Everything connected, just like my puzzles. Let go of this anxiety, and all the anxieties of modern parenthood and take the time to take care of myself, because that’s how I could take care of my child.


After that, Helen did spend more time on the iPad. But she also wrote a killer report on Helen Keller, made clay sculptures, listened to podcasts, and skateboarded around the living room. Since the weather was warmer, I spent more time in the garden. Sometimes Helen joined me. We dug together, threw grubs to the robins, and enriched the soil.


On the surface, it might have looked like I was neglecting my child and her education and just doing whatever I wanted. But if this was you as well, you’ll know that’s not the case. That’s why UUs assume the best intentions of everyone and don’t make judgments based on how things seem on the surface.


The deeper truth is this: while we didn’t put a sticker in every square on the schoolwork chart, in fact we neglected entire subjects, we got a gold star for putting ourselves and each other first. When Helen thinks back on her covid experience someday, I hope the story she tells herself is this one, one of resilience, of feeling our feelings, of our family, surviving, together.

I know my experience is a privileged one.

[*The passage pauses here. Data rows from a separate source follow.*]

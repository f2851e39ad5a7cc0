//! LP share balances.
//!
//! The share balance is GLOBAL per account, not scoped per pool: an account
//! providing liquidity to two different pools accumulates one combined
//! count. Withdrawal accounting across multiple pools is therefore
//! ambiguous for the same account. Known limitation; see DESIGN.md.

use std::cell::RefCell;
use std::collections::HashMap;

use lib_types::{AccountId, Amount, ExchangeResult};

/// Per-account LP share balances; mutated by the liquidity engine only.
pub trait ShareLedger {
    /// Share balance for an account (zero if never credited)
    fn balance(&self, account: &AccountId) -> ExchangeResult<Amount>;

    /// Overwrite an account's share balance
    fn set_balance(&self, account: &AccountId, amount: Amount) -> ExchangeResult<()>;
}

/// In-memory share ledger for embedding and tests
#[derive(Debug, Default)]
pub struct MemoryShares {
    balances: RefCell<HashMap<AccountId, Amount>>,
}

impl MemoryShares {
    pub fn new() -> Self {
        Self::default()
    }
}

impl ShareLedger for MemoryShares {
    fn balance(&self, account: &AccountId) -> ExchangeResult<Amount> {
        Ok(*self.balances.borrow().get(account).unwrap_or(&0))
    }

    fn set_balance(&self, account: &AccountId, amount: Amount) -> ExchangeResult<()> {
        self.balances.borrow_mut().insert(*account, amount);
        Ok(())
    }
}

/// Read-only share balance lookup
pub fn get_lp_balance(ledger: &dyn ShareLedger, account: &AccountId) -> ExchangeResult<Amount> {
    ledger.balance(account)
}

#[cfg(test)]
mod tests {
    use super::*;

    #[test]
    fn test_balance_defaults_to_zero() {
        let ledger = MemoryShares::new();
        let account = AccountId::new([1u8; 32]);
        assert_eq!(ledger.balance(&account).unwrap(), 0);
    }

    #[test]
    fn test_set_then_get() {
        let ledger = MemoryShares::new();
        let account = AccountId::new([1u8; 32]);

        ledger.set_balance(&account, 2_000).unwrap();
        assert_eq!(ledger.balance(&account).unwrap(), 2_000);
        assert_eq!(get_lp_balance(&ledger, &account).unwrap(), 2_000);
    }
}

I am thankful everyday for the mental health care, time, and resources referenced in this reflection that are not available to many. That’s why we UUs fight for social justice--mental health should not be a privilege. That’s a rope we can grab onto and pull as hard as we can, together.


Now, enjoy the rest of your Sunday, everyone. It’s absolutely beautiful. But, it’s a school night! I have high hopes that this year will be a great one, for all of us. 3rd grade, here we come.


Benediction


Surrender to this life.


Let go of your anxieties, the stories you hold tight about your past, your future, or your now.


Let them go and be here. In joy. In pain. It is enough. You are enough.


How are you going to take care of yourself today? Go--do it with gusto! There’s no better way to take care of this beautiful heartbreaking world.